A little housekeeping. We are about to reveal the covers for the new issue of Cherry Bombe's print magazine. It's our first ever power issue and we've got covers with… ready? The one and only Gloria Steinem, chefs and empire builders, Jody Williams and Rita Sodi, chef Mashama Bailey of The Grey in Savannah, and culinary creative Sophia Roe. Yes, four covers. All shot by the amazing photographer, Jen Livingston. We're so thrilled to celebrate all these incredible women. You can purchase a single issue or subscribe. If you're a subscriber, you can choose which issue you want to receive. We'll send you all the details. Visit cherrybombe.com for more. Now, let's check in with today's guests.
Chrissy Tracey:
Reenie Kareem and Srishti Jain, welcome to Radio Cherry Bombe. Reenie, how did you get your start in food media and cooking?
Mehreen Karim:
Ooh, honestly, I remember seeing you for the first time at the start of my food media and cooking journey. I started out at Bon Appétit, and I remember you were doing videos for them actually, so this is a fun serendipitous moment a few years later. Yeah, I started out on their editorial team. Before that, I hadn't worked formally in any sort of media actually. I was doing communications and whatnot for nonprofits, and I was just cooking and furiously filling out my food blog all the time by the time I applied to BA, and since then I've dabbled in a variety of things that have now gotten me to writing this cookbook.
Chrissy Tracey:
And it's been so fun to watch your journey, I might add. You are doing incredible things, and I hope to attend one of your pop-ups soon.
Mehreen Karim:
Likewise.
Chrissy Tracey:
And Srishti, how about you? How did you get your start in the food world?
Srishti Jain:
I really just started as a home chef and during the pandemic I made my personal Instagram public, and I was documenting all of the things that I was cooking. I had a little micro bakery in my apartment, and from there I moved to New York and got to work in a bunch of restaurants and ended up here today.
Chrissy Tracey:
Real quick aside, can you tell me a little bit about that micro bakery?
Srishti Jain:
Definitely, so I've always loved to cook since I was little, but baking was kind of a blind spot for me. As I got older, I wanted to dabble a little bit more in baking and got really obsessed with making cakes, and so during the pandemic, I started making these elaborate three to six-tier cakes and I would just post about them on my Instagram and people would buy them. Then I got to evolve into making more tarts and pies, but it was really just run out of my home.
Chrissy Tracey:
What inspired you both to focus on plant-based cooking, and how has that shaped your career path? I'll start with Reenie because I know that you're not technically plant-based, but I'm curious about that crossover and if that feels natural for you.
Mehreen Karim:
I know, feel like such a fraud talking to you about this, Chrissy, with your own true plant-based lifestyle. It's interesting because so much of the history of plant-based cooking and techniques comes from a lot of traditional South Asian or generally Asian cooking traditions, so I didn't realize until I started formally developing recipes at BA and then afterwards cooking at pop-ups and trying to abide by dietary restrictions or writing recipes around dietary restrictions forces you to think about creative ways to implement flavors without sacrificing the integrity of ingredients, textures for whoever your audience is, whether they're online or you're serving them dinner.
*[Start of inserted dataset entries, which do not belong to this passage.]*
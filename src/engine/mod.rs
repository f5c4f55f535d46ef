//! Game State Machine, Trade Executor, Bankruptcy Resolution, and Auctions
//! (spec §4.2–§4.4). These modules mutate `state::GameState` directly and
//! return the `EventKind`s produced; only the orchestrator decides when to
//! emit them through the bus.

pub mod auction;
pub mod bankruptcy;
pub(crate) mod build_ops;
pub mod game;
pub mod landing;
pub mod trade;
pub mod turn;

pub use game::Game;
It was a natural inclination to understand ingredients, whether they're animal-based or plant-based, so by the time I started discussing this book series with Workman, the publisher, and our agent, it felt natural to be able to think even further outside of the box and consider my own culinary heritage through the lens of plant-based cooking, which is southern food. I was raised in Georgia, born in Alabama, and pretty much just nomadically went around the south as a child until I stayed most of my life in Georgia around Atlanta.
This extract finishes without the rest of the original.